An illegal immigrant has been arrested for being a member of the Salvadoran military death squad that brutally murdered six priests

Peter Prengaman:

A former army officer from El Salvador who was convicted of taking part in the 1989 massacre of six Jesuit priests and two other people during that country's civil war was arrested in the United States and faces deportation, authorities said Wednesday.

Federal agents, acting on a tip, arrested Gonzalo Guevara Cerritos, 43, on Oct. 18 at a motel near the University of California, Los Angeles. He illegally entered the country in January 2005, according to a statement from the U.S. Immigration and Customs Enforcement.

He was being held at a detention facility pending a deportation hearing next month, said Lori Haley, a spokeswoman for the agency. She did not know where Guevara Cerritos had been or what he was doing in the United States.

"We will not allow the United States to be a place of refuge for aliens seeking to escape a violent criminal past," Robert Schoch, special agent in charge of the ICE office of investigations in Los Angeles, said in a statement.

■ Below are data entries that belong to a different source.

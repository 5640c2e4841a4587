//! The real spreadsheet and call API clients against mock servers.

use std::collections::HashMap;

use assert_matches::assert_matches;
use jsonwebtoken::{decode, Algorithm, DecodingKey, Validation};
use serde_json::json;
use wiremock::matchers::{body_json, header, method, path, query_param};
use wiremock::{Mock, MockServer, ResponseTemplate};

use olive_relay::config::{CallApiConfig, ServiceAccountKey, SheetCredentials, SheetsConfig};
use olive_relay::dispatch::{BlandDispatcher, CallDispatcher};
use olive_relay::error::RelayError;
use olive_relay::lead::{CallPayload, CallSettings, LeadSubmission};
use olive_relay::sheets::{GoogleSheetsSink, RowSink};

fn sheets_config(server: &MockServer) -> SheetsConfig {
    SheetsConfig {
        spreadsheet_id: "sheet-1".to_string(),
        sheet_name: "Sheet1".to_string(),
        api_url: server.uri(),
        credentials: SheetCredentials::AccessToken("ya29.token".to_string()),
    }
}

const TEST_PRIVATE_KEY: &str = include_str!("fixtures/service_account_key.pem");
const TEST_PUBLIC_KEY: &str = include_str!("fixtures/service_account_key.pub.pem");
const CLIENT_EMAIL: &str = "relay@olive-test.iam.gserviceaccount.com";

fn service_account_config(server: &MockServer) -> SheetsConfig {
    SheetsConfig {
        credentials: SheetCredentials::ServiceAccount(ServiceAccountKey {
            client_email: CLIENT_EMAIL.to_string(),
            private_key: TEST_PRIVATE_KEY.to_string(),
            token_uri: format!("{}/token", server.uri()),
        }),
        ..sheets_config(server)
    }
}

/// Decoded `application/x-www-form-urlencoded` body of a recorded request.
fn form_fields(request: &wiremock::Request) -> HashMap<String, String> {
    let body = String::from_utf8_lossy(&request.body);
    reqwest::Url::parse(&format!("http://form.local/?{body}"))
        .unwrap()
        .query_pairs()
        .into_owned()
        .collect()
}

fn call_config(server: &MockServer) -> CallApiConfig {
    CallApiConfig {
        api_url: format!("{}/v1/calls", server.uri()),
        api_key: "bland-key".to_string(),
        settings: CallSettings::default(),
    }
}

fn payload() -> CallPayload {
    let lead = LeadSubmission {
        name: "Asha".into(),
        phone: "9876543210".into(),
        company: "Acme".into(),
        company_product: "Solar panels".into(),
        ..Default::default()
    };
    CallPayload::for_lead(&lead, &CallSettings::default())
}

#[tokio::test]
async fn sheet_row_is_appended_with_raw_insert_rows() {
    let server = MockServer::start().await;
    Mock::given(method("POST"))
        .and(path("/v4/spreadsheets/sheet-1/values/Sheet1!A:E:append"))
        .and(query_param("valueInputOption", "RAW"))
        .and(query_param("insertDataOption", "INSERT_ROWS"))
        .and(header("authorization", "Bearer ya29.token"))
        .and(body_json(json!({"values": [["Asha", "", "9876543210", "Acme", "Solar panels"]]})))
        .respond_with(ResponseTemplate::new(200).set_body_json(json!({"updates": {"updatedRows": 1}})))
        .expect(1)
        .mount(&server)
        .await;

    let sink = GoogleSheetsSink::new(&sheets_config(&server), reqwest::Client::new()).unwrap();
    let row: Vec<String> = ["Asha", "", "9876543210", "Acme", "Solar panels"]
        .into_iter()
        .map(String::from)
        .collect();
    sink.append_row(&row).await.unwrap();
}

#[tokio::test]
async fn sheet_rejection_keeps_upstream_status_and_body() {
    let server = MockServer::start().await;
    Mock::given(method("POST"))
        .respond_with(ResponseTemplate::new(403).set_body_string("The caller does not have permission"))
        .mount(&server)
        .await;

    let sink = GoogleSheetsSink::new(&sheets_config(&server), reqwest::Client::new()).unwrap();
    let err = sink.append_row(&["Asha".to_string()]).await.unwrap_err();
    assert_matches!(
        err,
        RelayError::Sheet { status: 403, ref body } if body == "The caller does not have permission"
    );
}

#[tokio::test]
async fn call_is_posted_with_raw_api_key() {
    let server = MockServer::start().await;
    let expected = serde_json::to_value(payload()).unwrap();
    Mock::given(method("POST"))
        .and(path("/v1/calls"))
        .and(header("authorization", "bland-key"))
        .and(body_json(expected))
        .respond_with(
            ResponseTemplate::new(200)
                .set_body_raw(r#"{"status":"success","call_id":"c-1"}"#, "application/json"),
        )
        .expect(1)
        .mount(&server)
        .await;

    let dispatcher = BlandDispatcher::new(&call_config(&server), reqwest::Client::new());
    let response = dispatcher.dispatch(&payload()).await.unwrap();
    assert_eq!(response.body, r#"{"status":"success","call_id":"c-1"}"#);
    assert_eq!(response.content_type.as_deref(), Some("application/json"));
}

#[tokio::test]
async fn call_api_error_status_is_reported() {
    let server = MockServer::start().await;
    Mock::given(method("POST"))
        .and(path("/v1/calls"))
        .respond_with(ResponseTemplate::new(400).set_body_json(json!({"message": "invalid phone"})))
        .mount(&server)
        .await;

    let dispatcher = BlandDispatcher::new(&call_config(&server), reqwest::Client::new());
    let err = dispatcher.dispatch(&payload()).await.unwrap_err();
    assert_eq!(err.to_string(), "Request failed with status code 400");
    assert_matches!(err, RelayError::CallApi { status: 400, .. });
}

#[tokio::test]
async fn service_account_token_is_exchanged_once_and_reused() {
    let server = MockServer::start().await;
    Mock::given(method("POST"))
        .and(path("/token"))
        .and(header("content-type", "application/x-www-form-urlencoded"))
        .respond_with(ResponseTemplate::new(200).set_body_json(json!({
            "access_token": "ya29.exchanged",
            "token_type": "Bearer",
            "expires_in": 3599
        })))
        .expect(1)
        .mount(&server)
        .await;
    Mock::given(method("POST"))
        .and(path("/v4/spreadsheets/sheet-1/values/Sheet1!A:E:append"))
        .and(header("authorization", "Bearer ya29.exchanged"))
        .respond_with(ResponseTemplate::new(200).set_body_json(json!({})))
        .expect(2)
        .mount(&server)
        .await;

    let config = service_account_config(&server);
    let sink = GoogleSheetsSink::new(&config, reqwest::Client::new()).unwrap();
    sink.append_row(&["Asha".to_string()]).await.unwrap();
    sink.append_row(&["Ravi".to_string()]).await.unwrap();

    let requests = server.received_requests().await.unwrap();
    let exchange = requests
        .iter()
        .find(|request| request.url.path() == "/token")
        .unwrap();
    let fields = form_fields(exchange);
    assert_eq!(
        fields.get("grant_type").map(String::as_str),
        Some("urn:ietf:params:oauth:grant-type:jwt-bearer")
    );

    let token_uri = format!("{}/token", server.uri());
    let mut validation = Validation::new(Algorithm::RS256);
    validation.set_audience(&[token_uri.as_str()]);
    let claims = decode::<serde_json::Value>(
        &fields["assertion"],
        &DecodingKey::from_rsa_pem(TEST_PUBLIC_KEY.as_bytes()).unwrap(),
        &validation,
    )
    .unwrap()
    .claims;
    assert_eq!(claims["iss"], CLIENT_EMAIL);
    assert_eq!(claims["scope"], "https://www.googleapis.com/auth/spreadsheets");
    assert_eq!(claims["aud"], token_uri.as_str());
    assert_eq!(
        claims["exp"].as_i64().unwrap() - claims["iat"].as_i64().unwrap(),
        3600
    );
}

#[tokio::test]
async fn rejected_token_exchange_is_a_credentials_error() {
    let server = MockServer::start().await;
    Mock::given(method("POST"))
        .and(path("/token"))
        .respond_with(ResponseTemplate::new(400).set_body_json(json!({
            "error": "invalid_grant",
            "error_description": "Invalid JWT Signature."
        })))
        .expect(1)
        .mount(&server)
        .await;
    Mock::given(method("POST"))
        .and(path("/v4/spreadsheets/sheet-1/values/Sheet1!A:E:append"))
        .respond_with(ResponseTemplate::new(200))
        .expect(0)
        .mount(&server)
        .await;

    let sink =
        GoogleSheetsSink::new(&service_account_config(&server), reqwest::Client::new()).unwrap();
    let err = sink.append_row(&["Asha".to_string()]).await.unwrap_err();
    assert_matches!(err, RelayError::Credentials(ref message) if message.contains("status code 400") && message.contains("invalid_grant"));
}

Hector Hugo Herrera, El Salvador's consul general in Los Angeles, said the deportation wouldn't mean much to Salvadorans because Cerritos had served his prison sentence and had been given amnesty in 1993.

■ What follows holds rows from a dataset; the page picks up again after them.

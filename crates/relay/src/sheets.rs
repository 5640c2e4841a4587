//! Spreadsheet row sink backed by the Google Sheets v4 REST API.

use async_trait::async_trait;
use chrono::{DateTime, Duration, Utc};
use jsonwebtoken::{encode, Algorithm, EncodingKey, Header};
use reqwest::Url;
use serde::{Deserialize, Serialize};
use tokio::sync::Mutex;

use crate::config::{ConfigError, ServiceAccountKey, SheetCredentials, SheetsConfig};
use crate::error::{RelayError, RelayResult};

const SHEETS_SCOPE: &str = "https://www.googleapis.com/auth/spreadsheets";
const JWT_BEARER_GRANT: &str = "urn:ietf:params:oauth:grant-type:jwt-bearer";
const ASSERTION_LIFETIME_SECS: i64 = 3600;
/// Tokens are refreshed this long before they expire.
const EXPIRY_MARGIN_SECS: i64 = 60;

/// Destination for lead rows.
#[async_trait]
pub trait RowSink: Send + Sync {
    async fn append_row(&self, row: &[String]) -> RelayResult<()>;
}

/// Appends rows to columns `A:E` of one sheet, inserting new rows.
pub struct GoogleSheetsSink {
    client: reqwest::Client,
    append_url: Url,
    auth: SheetAuth,
}

enum SheetAuth {
    Static(String),
    ServiceAccount {
        key: ServiceAccountKey,
        signing_key: EncodingKey,
        cached: Mutex<Option<CachedToken>>,
    },
}

struct CachedToken {
    access_token: String,
    expires_at: DateTime<Utc>,
}

#[derive(Serialize)]
struct AssertionClaims<'a> {
    iss: &'a str,
    scope: &'a str,
    aud: &'a str,
    iat: i64,
    exp: i64,
}

#[derive(Deserialize)]
struct TokenResponse {
    access_token: String,
    #[serde(default = "default_expires_in")]
    expires_in: i64,
}

fn default_expires_in() -> i64 {
    ASSERTION_LIFETIME_SECS
}

#[derive(Serialize)]
struct AppendBody<'a> {
    values: [&'a [String]; 1],
}

impl GoogleSheetsSink {
    pub fn new(config: &SheetsConfig, client: reqwest::Client) -> Result<Self, ConfigError> {
        let append_url = append_url(config)?;
        let auth = match &config.credentials {
            SheetCredentials::AccessToken(token) => SheetAuth::Static(token.clone()),
            SheetCredentials::ServiceAccount(key) => SheetAuth::ServiceAccount {
                signing_key: EncodingKey::from_rsa_pem(key.private_key.as_bytes())
                    .map_err(|e| ConfigError::Credentials(e.to_string()))?,
                key: key.clone(),
                cached: Mutex::new(None),
            },
        };
        Ok(Self {
            client,
            append_url,
            auth,
        })
    }

    pub fn append_url(&self) -> &Url {
        &self.append_url
    }

    // ---- private helpers ----

    async fn access_token(&self) -> RelayResult<String> {
        let (key, signing_key, cached) = match &self.auth {
            SheetAuth::Static(token) => return Ok(token.clone()),
            SheetAuth::ServiceAccount {
                key,
                signing_key,
                cached,
            } => (key, signing_key, cached),
        };

        let mut cached = cached.lock().await;
        let now = Utc::now();
        if let Some(token) = cached.as_ref() {
            if token.expires_at > now + Duration::seconds(EXPIRY_MARGIN_SECS) {
                return Ok(token.access_token.clone());
            }
        }

        let claims = AssertionClaims {
            iss: &key.client_email,
            scope: SHEETS_SCOPE,
            aud: &key.token_uri,
            iat: now.timestamp(),
            exp: now.timestamp() + ASSERTION_LIFETIME_SECS,
        };
        let assertion = encode(&Header::new(Algorithm::RS256), &claims, signing_key)
            .map_err(|e| RelayError::Credentials(e.to_string()))?;

        let response = self
            .client
            .post(&key.token_uri)
            .form(&[("grant_type", JWT_BEARER_GRANT), ("assertion", assertion.as_str())])
            .send()
            .await?;
        if !response.status().is_success() {
            let status = response.status().as_u16();
            let body = response.text().await.unwrap_or_default();
            return Err(RelayError::Credentials(format!(
                "token exchange failed with status code {status}: {body}"
            )));
        }
        let token: TokenResponse = response.json().await?;

        tracing::debug!(client_email = %key.client_email, expires_in = token.expires_in, "Obtained spreadsheet access token");
        *cached = Some(CachedToken {
            access_token: token.access_token.clone(),
            expires_at: now + Duration::seconds(token.expires_in),
        });
        Ok(token.access_token)
    }
}

#[async_trait]
impl RowSink for GoogleSheetsSink {
    async fn append_row(&self, row: &[String]) -> RelayResult<()> {
        let token = self.access_token().await?;
        let response = self
            .client
            .post(self.append_url.clone())
            .bearer_auth(token)
            .json(&AppendBody { values: [row] })
            .send()
            .await?;

        if !response.status().is_success() {
            let status = response.status().as_u16();
            let body = response.text().await.unwrap_or_default();
            return Err(RelayError::Sheet { status, body });
        }
        Ok(())
    }
}

/// `{api}/v4/spreadsheets/{id}/values/{sheet}!A:E:append?valueInputOption=RAW&insertDataOption=INSERT_ROWS`
fn append_url(config: &SheetsConfig) -> Result<Url, ConfigError> {
    let invalid = || ConfigError::Invalid {
        name: "SHEETS_API_URL",
        value: config.api_url.clone(),
    };
    let range = format!("{}!A:E:append", config.sheet_name);
    let mut url = Url::parse(&config.api_url).map_err(|_| invalid())?;
    url.path_segments_mut()
        .map_err(|_| invalid())?
        .pop_if_empty()
        .extend([
            "v4",
            "spreadsheets",
            config.spreadsheet_id.as_str(),
            "values",
            range.as_str(),
        ]);
    url.query_pairs_mut()
        .append_pair("valueInputOption", "RAW")
        .append_pair("insertDataOption", "INSERT_ROWS");
    Ok(url)
}

#[cfg(test)]
mod tests {
    use super::*;

    fn config(api_url: &str, sheet_name: &str) -> SheetsConfig {
        SheetsConfig {
            spreadsheet_id: "sheet-1".to_string(),
            sheet_name: sheet_name.to_string(),
            api_url: api_url.to_string(),
            credentials: SheetCredentials::AccessToken("tok".to_string()),
        }
    }

    #[test]
    fn append_url_targets_columns_a_to_e() {
        let url = append_url(&config("https://sheets.googleapis.com", "Sheet1")).unwrap();
        assert_eq!(
            url.as_str(),
            "https://sheets.googleapis.com/v4/spreadsheets/sheet-1/values/Sheet1!A:E:append?valueInputOption=RAW&insertDataOption=INSERT_ROWS"
        );
    }

    #[test]
    fn sheet_names_are_escaped() {
        let url = append_url(&config("http://localhost:9000/", "June Leads")).unwrap();
        assert_eq!(url.path(), "/v4/spreadsheets/sheet-1/values/June%20Leads!A:E:append");
    }

    #[test]
    fn malformed_private_key_is_a_config_error() {
        let mut config = config("https://sheets.googleapis.com", "Sheet1");
        config.credentials = SheetCredentials::ServiceAccount(ServiceAccountKey {
            client_email: "relay@proj.iam.gserviceaccount.com".to_string(),
            private_key: "not a pem".to_string(),
            token_uri: "https://oauth2.googleapis.com/token".to_string(),
        });
        assert!(matches!(
            GoogleSheetsSink::new(&config, reqwest::Client::new()),
            Err(ConfigError::Credentials(_))
        ));
    }
}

"This is just like any other case of an El Salvadoran being deported," said Herrera.

Guevara Cerritos was a sub-lieutenant with the Salvadoran army's counterinsurgency Atlacatl Battalion, which fought the leftist group FMLN during that country's bloody civil war, which ended in 1992. against the FMLN, a leftist guerrilla group.

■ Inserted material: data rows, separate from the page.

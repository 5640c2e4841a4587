use std::sync::Arc;

use crate::dispatch::CallDispatcher;
use crate::lead::CallSettings;
use crate::sheets::RowSink;

/// Shared application state available to all Axum handlers via `State<AppState>`.
#[derive(Clone)]
pub struct AppState {
    /// Where lead rows are recorded.
    pub sink: Arc<dyn RowSink>,
    /// Places the follow-up call.
    pub dispatcher: Arc<dyn CallDispatcher>,
    pub settings: Arc<CallSettings>,
}
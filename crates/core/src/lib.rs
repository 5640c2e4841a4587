//! Olive campaign domain library.
//!
//! Campaign, customer-set, call and service records as the external
//! backend exposes them, plus the client-side contracts that guard what is
//! submitted back: field validation, per-channel configuration handling and
//! lifecycle action gating. Nothing in this crate performs I/O.

pub mod call;
pub mod campaign;
pub mod campaign_form;
pub mod channel;
pub mod customer;
pub mod customer_set;
pub mod error;
pub mod lifecycle;
pub mod service;
pub mod test_call;
pub mod types;
pub mod validation;
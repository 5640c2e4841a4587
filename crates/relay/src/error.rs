use axum::http::StatusCode;
use axum::response::{IntoResponse, Response};

/// Failure anywhere in the relay pipeline.
///
/// Every variant answers `500 Internal Server Error: <message>`; the detail
/// (including upstream status and body) only goes to the log.
#[derive(Debug, thiserror::Error)]
pub enum RelayError {
    /// The spreadsheet API rejected the append.
    #[error("Spreadsheet append failed with status code {status}")]
    Sheet { status: u16, body: String },

    /// The voice-call API returned a non-2xx status.
    #[error("Request failed with status code {status}")]
    CallApi { status: u16, body: String },

    /// The HTTP request itself failed (network, DNS, TLS, etc.).
    #[error("HTTP request failed: {0}")]
    Request(#[from] reqwest::Error),

    /// Service-account signing or token exchange failed.
    #[error("Spreadsheet credentials rejected: {0}")]
    Credentials(String),
}

pub type RelayResult<T> = Result<T, RelayError>;

impl IntoResponse for RelayError {
    fn into_response(self) -> Response {
        match &self {
            RelayError::Sheet { status, body } | RelayError::CallApi { status, body } => {
                tracing::error!(error = %self, upstream_status = status, upstream_body = %body, "Lead relay failed");
            }
            RelayError::Request(err) => {
                tracing::error!(error = %self, upstream_status = ?err.status(), "Lead relay failed");
            }
            RelayError::Credentials(_) => {
                tracing::error!(error = %self, "Lead relay failed");
            }
        }

        (
            StatusCode::INTERNAL_SERVER_ERROR,
            format!("Internal Server Error: {self}"),
        )
            .into_response()
    }
}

He and eight other officers and soldiers were convicted of involvement in the 1989 killing of six priests, their cook and her teenage daughter at a university in the capital city of El Salvador.

Guevara was convicted in El Salvador in 1991 of instigation and conspiracy to commit acts of terrorism. He was sentenced to three years in prison.

He spent nearly two years under house arrest before he was pardoned by the government under a 1993 general amnesty, ICE said.

The 12-year civil war cost the lives of some 75,000.